From b81a4aaecfd130d57fa5745d497c156f0a7c0e0c Mon Sep 17 00:00:00 2001
From: Marcus Asteborg <maastebo@microsoft.com>
Date: Fri, 25 Oct 2024 10:00:21 -0700
Subject: [PATCH] Move openssl vendored featureflag to default

---
 Cargo.toml | 16 ++++++++++++----
 1 file changed, 12 insertions(+), 4 deletions(-)

diff --git a/Cargo.toml b/Cargo.toml
index a9f39ef1..4770b528 100644
--- a/Cargo.toml
+++ b/Cargo.toml
@@ -14,9 +14,19 @@ exclude = ["/cargo_deny.sh", "/deny.toml", "/run-fuzz.sh"]
 # MSRV
 rust-version = "1.65"
 
+# Notes on OpenSSL
+# - Vendored (static link source build) ensures version consistency and easier 
+#   to build but increases size.
+# - Non-vendored (dynamic link) uses system libraries, reducing size but may
+#   cause compatibility issues. 
+# Choose based on security and footprint needs.
+# For large deployments sharing OS images, OS updates can be easier for
+# security patching than updating statically linked software.
+
 [features]
-default = ["openssl", "sha1"]
+default = ["openssl", "vendored", "sha1"]

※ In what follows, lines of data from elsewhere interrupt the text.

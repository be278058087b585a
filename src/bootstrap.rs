//! In-container bootstrap.
//!
//! The bootstrap script replaces the image entrypoint. Running as root, it
//! creates a user and groups matching the host identity, writes a wrapper
//! that re-executes the original entrypoint with the requested command, and
//! runs that wrapper as the new user. The script text is constant; it only
//! reads the `DIN_*` variables computed by [`build_bootstrap_env`].

use std::path::PathBuf;

use crate::compose::EnvMap;
use crate::identity::HostIdentity;

/// Bumped whenever the script's environment contract changes.
pub const BOOTSTRAP_VERSION: u32 = 1;

/// Archive path of the bootstrap script (relative to the container root).
pub const BOOTSTRAP_ARCHIVE_PATH: &str = "din_entrypoint.sh";
/// In-container path of the bootstrap script, used as the entrypoint.
pub const BOOTSTRAP_PATH: &str = "/din_entrypoint.sh";
/// Archive path of the privilege-drop helper.
pub const SU_EXEC_ARCHIVE_PATH: &str = "din_su-exec";

pub const ENV_UID: &str = "DIN_UID";
pub const ENV_USER: &str = "DIN_USER";
pub const ENV_GID: &str = "DIN_GID";
pub const ENV_GROUP: &str = "DIN_GROUP";
pub const ENV_GROUPS: &str = "DIN_GROUPS";
pub const ENV_GROUP_NAMES: &str = "DIN_GROUP_NAMES";
pub const ENV_ENTRYPOINT: &str = "DIN_ENTRYPOINT";
pub const ENV_VERBOSE: &str = "DIN_VERBOSE";
pub const ENV_CREATE_HOME: &str = "DIN_CREATE_HOME";

/// Variables owned by the bootstrap; never taken from user input.
pub const RESERVED_ENV: [&str; 9] = [
    ENV_UID,
    ENV_USER,
    ENV_GID,
    ENV_GROUP,
    ENV_GROUPS,
    ENV_GROUP_NAMES,
    ENV_ENTRYPOINT,
    ENV_VERBOSE,
    ENV_CREATE_HOME,
];

/// The bootstrap script.
pub const BOOTSTRAP_SCRIPT: &[u8] = br##"#!/bin/sh
# din-bootstrap v1
#
# Inputs: DIN_UID DIN_USER DIN_GID DIN_GROUP DIN_GROUPS DIN_GROUP_NAMES
#         DIN_ENTRYPOINT DIN_VERBOSE DIN_CREATE_HOME
# Arguments: the command to run.

DIN_SU_EXEC=/din_su-exec
DIN_WRAPPER=/din_exec.sh

log() {
    if [ "${DIN_VERBOSE:-}" = "1" ]; then
        echo "din-bootstrap: $*" >&2
    fi
}

die() {
    echo "din-bootstrap: ERROR: $*" >&2
    exit 1
}

have() {
    command -v "$1" >/dev/null 2>&1
}

# Name field lookups without relying on getent or awk.
entry_exists() {
    while IFS=: read -r e_name e_rest; do
        if [ "$e_name" = "$1" ]; then
            return 0
        fi
    done < "$2"
    return 1
}

gid_owner() {
    while IFS=: read -r g_name g_pw g_gid g_rest; do
        if [ "$g_gid" = "$1" ]; then
            echo "$g_name"
            return 0
        fi
    done < /etc/group
    return 0
}

# Name of the group to use for NAME/GID after ensure_group.
resolve_group() {
    if entry_exists "$1" /etc/group; then
        echo "$1"
    else
        gid_owner "$2"
    fi
}

ensure_group() {
    if entry_exists "$1" /etc/group; then
        log "group $1 exists"
        return 0
    fi
    g_owner=$(gid_owner "$2")
    if [ -n "$g_owner" ]; then
        echo "din-bootstrap: gid $2 belongs to group $g_owner, not creating $1" >&2
        return 0
    fi
    if have groupadd; then
        groupadd -g "$2" "$1" || die "groupadd failed for $1 ($2)"
    elif have addgroup; then
        addgroup -g "$2" "$1" || die "addgroup failed for $1 ($2)"
    else
        die "no tool to create group $1"
    fi
    log "created group $1 ($2)"
}

ensure_user() {
    if entry_exists "$DIN_USER" /etc/passwd; then
        log "user $DIN_USER exists"
        return 0
    fi
    u_group=$(resolve_group "$DIN_GROUP" "$DIN_GID")
    if have useradd; then
        useradd -M -N -o -s /bin/sh -u "$DIN_UID" -g "$DIN_GID" "$DIN_USER" \
            || die "useradd failed for $DIN_USER ($DIN_UID)"
    elif have adduser; then
        adduser -D -H -s /bin/sh -u "$DIN_UID" -G "$u_group" "$DIN_USER" \
            || die "adduser failed for $DIN_USER ($DIN_UID)"
    else
        die "no tool to create user $DIN_USER"
    fi
    log "created user $DIN_USER ($DIN_UID:$DIN_GID)"
}

add_to_group() {
    if id -Gn "$1" 2>/dev/null | tr ' ' '\n' | grep -qx "$2"; then
        log "$1 is already in group $2"
        return 0
    fi
    if have usermod; then
        usermod -a -G "$2" "$1" || die "usermod failed adding $1 to $2"
    elif have gpasswd; then
        gpasswd -a "$1" "$2" >/dev/null || die "gpasswd failed adding $1 to $2"
    elif have addgroup; then
        addgroup "$1" "$2" || die "addgroup failed adding $1 to $2"
    else
        die "no tool to add $1 to group $2"
    fi
    log "added $1 to group $2"
}

# The sentinel keeps trailing newlines from being eaten by $(...).
quote() {
    q_arg=$(printf '%sx' "$1" | sed "s/'/'\\\\''/g")
    printf "'%s'" "${q_arg%x}"
}

write_wrapper() {
    {
        echo '#!/bin/sh'
        printf 'exec'
        if [ -n "${DIN_ENTRYPOINT:-}" ]; then
            printf ' %s' "$DIN_ENTRYPOINT"
        fi
        for arg in "$@"; do
            printf ' %s' "$(quote "$arg")"
        done
        printf '\n'
    } > "$DIN_WRAPPER" || die "cannot write $DIN_WRAPPER"
    chmod 0755 "$DIN_WRAPPER" || die "cannot chmod $DIN_WRAPPER"
    log "wrote $DIN_WRAPPER"
}

for var in DIN_UID DIN_USER DIN_GID DIN_GROUP; do
    eval "val=\${$var:-}"
    [ -n "$val" ] || die "$var is not set"
done

ensure_group "$DIN_GROUP" "$DIN_GID"
ensure_user

while IFS=, read -r s_name s_gid; do
    [ -n "$s_name" ] || continue
    ensure_group "$s_name" "$s_gid"
    s_target=$(resolve_group "$s_name" "$s_gid")
    [ -n "$s_target" ] || die "group $s_name ($s_gid) could not be provisioned"
    add_to_group "$DIN_USER" "$s_target"
done <<EOF
${DIN_GROUPS:-}
EOF

if [ "${DIN_CREATE_HOME:-}" = "1" ]; then
    h_dir="/home/$DIN_USER"
    if [ ! -e "$h_dir" ]; then
        mkdir -p "$h_dir" || die "cannot create $h_dir"
        chown "$DIN_UID:$DIN_GID" "$h_dir" || die "cannot chown $h_dir"
        log "created home $h_dir"
    fi
fi

if [ -z "${DIN_ENTRYPOINT:-}" ] && [ $# -eq 0 ]; then
    set -- /bin/sh
fi

write_wrapper "$@"

if [ -x "$DIN_SU_EXEC" ] && [ "$("$DIN_SU_EXEC" "$DIN_USER" id -u 2>/dev/null)" = "$DIN_UID" ]; then
    log "switching to $DIN_USER with su-exec"
    exec "$DIN_SU_EXEC" "$DIN_USER" "$DIN_WRAPPER"
fi

if have su; then
    log "switching to $DIN_USER with su"
    exec su -s /bin/sh -c "$DIN_WRAPPER" "$DIN_USER"
fi

die "neither su-exec nor su is available"
"##;

/// How the user's home directory is provided inside the container.
#[derive(Debug, Clone, Default, PartialEq, Eq)]
pub enum HomeStrategy {
    /// Whatever the image has.
    #[default]
    None,
    /// Bind-mount the host home directory.
    MountHome,
    /// Bind-mount another host directory as the home directory.
    HomeDir(PathBuf),
    /// Create an empty home directory inside the container.
    Temporary,
}

impl HomeStrategy {
    /// Container path of the home directory for `username`.
    pub fn container_home(username: &str) -> String {
        format!("/home/{}", username)
    }
}

/// Options that influence the bootstrap environment.
#[derive(Debug, Clone, Default, PartialEq, Eq)]
pub struct BootstrapOptions {
    pub verbose: bool,
    pub home: HomeStrategy,
}

/// Values of the `DIN_*` variables the bootstrap script reads.
#[derive(Debug, Clone, PartialEq, Eq)]
pub struct BootstrapEnv {
    pub uid: u32,
    pub user: String,
    pub gid: u32,
    pub group: String,
    /// Newline separated `name,gid` lines.
    pub groups: String,
    /// Comma separated group names.
    pub group_names: String,
    /// Shell-quoted original entrypoint.
    pub entrypoint: Option<String>,
    pub verbose: bool,
    pub create_home: bool,
}

impl BootstrapEnv {
    /// The variables as name/value pairs, optional ones only when set.
    pub fn to_pairs(&self) -> Vec<(&'static str, String)> {
        let mut pairs = vec![
            (ENV_UID, self.uid.to_string()),
            (ENV_USER, self.user.clone()),
            (ENV_GID, self.gid.to_string()),
            (ENV_GROUP, self.group.clone()),
            (ENV_GROUPS, self.groups.clone()),
            (ENV_GROUP_NAMES, self.group_names.clone()),
        ];
        if let Some(entrypoint) = &self.entrypoint {
            pairs.push((ENV_ENTRYPOINT, entrypoint.clone()));
        }
        if self.verbose {
            pairs.push((ENV_VERBOSE, "1".to_string()));
        }
        if self.create_home {
            pairs.push((ENV_CREATE_HOME, "1".to_string()));
        }
        pairs
    }

    /// Add the variables to `env`, replacing reserved entries already there.
    pub fn apply(&self, env: &mut EnvMap) {
        strip_reserved(env);
        for (name, value) in self.to_pairs() {
            env.insert(name.to_string(), value);
        }
    }
}

/// Compute the bootstrap environment.
pub fn build_bootstrap_env(
    identity: &HostIdentity,
    entrypoint: Option<&[String]>,
    options: &BootstrapOptions,
) -> BootstrapEnv {
    let groups = identity
        .supplementary_groups
        .iter()
        .map(|g| format!("{},{}", g.name, g.gid))
        .collect::<Vec<_>>()
        .join("\n");
    let group_names = identity
        .supplementary_groups
        .iter()
        .map(|g| g.name.as_str())
        .collect::<Vec<_>>()
        .join(",");

    BootstrapEnv {
        uid: identity.uid,
        user: identity.username.clone(),
        gid: identity.gid,
        group: identity.groupname.clone(),
        groups,
        group_names,
        entrypoint: entrypoint
            .filter(|e| !e.is_empty())
            .map(|e| e.iter().map(|arg| shell_quote(arg)).collect::<Vec<_>>().join(" ")),
        verbose: options.verbose,
        create_home: options.home == HomeStrategy::Temporary,
    }
}

/// Remove reserved bootstrap variables from user-supplied environment.
pub fn strip_reserved(env: &mut EnvMap) {
    for name in RESERVED_ENV {
        if env.remove(name).is_some() {
            tracing::warn!(variable = name, "Ignoring reserved environment variable");
        }
    }
}

/// Quote `arg` for a POSIX shell.
pub fn shell_quote(arg: &str) -> String {
    format!("'{}'", arg.replace('\'', r"'\''"))
}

 openssl = ["dep:openssl", "dep:openssl-sys", "dep:libc"]
+vendored = ["openssl?/vendored"]
 
 # Without the sha1 feature, str0m uses the openssl sha1 impl which is slower.
 sha1 = ["dep:sha1"]
@@ -33,9 +43,7 @@ sctp-proto = "0.3.0"
 combine = "4.6.6"
 
 # Sadly no DTLS support in rustls.
-# If you want to use a system provided openssl you can set env variable
-# OPENSSL_NO_VENDOR=1 to override the feature flag vendored
-openssl = { version = ">=0.10.66", features = ["vendored"], optional = true }
+openssl = { version = ">=0.10.66", optional = true }
 openssl-sys = { version = "0.9.80", optional = true }
 libc = { version = "0.2", optional = true }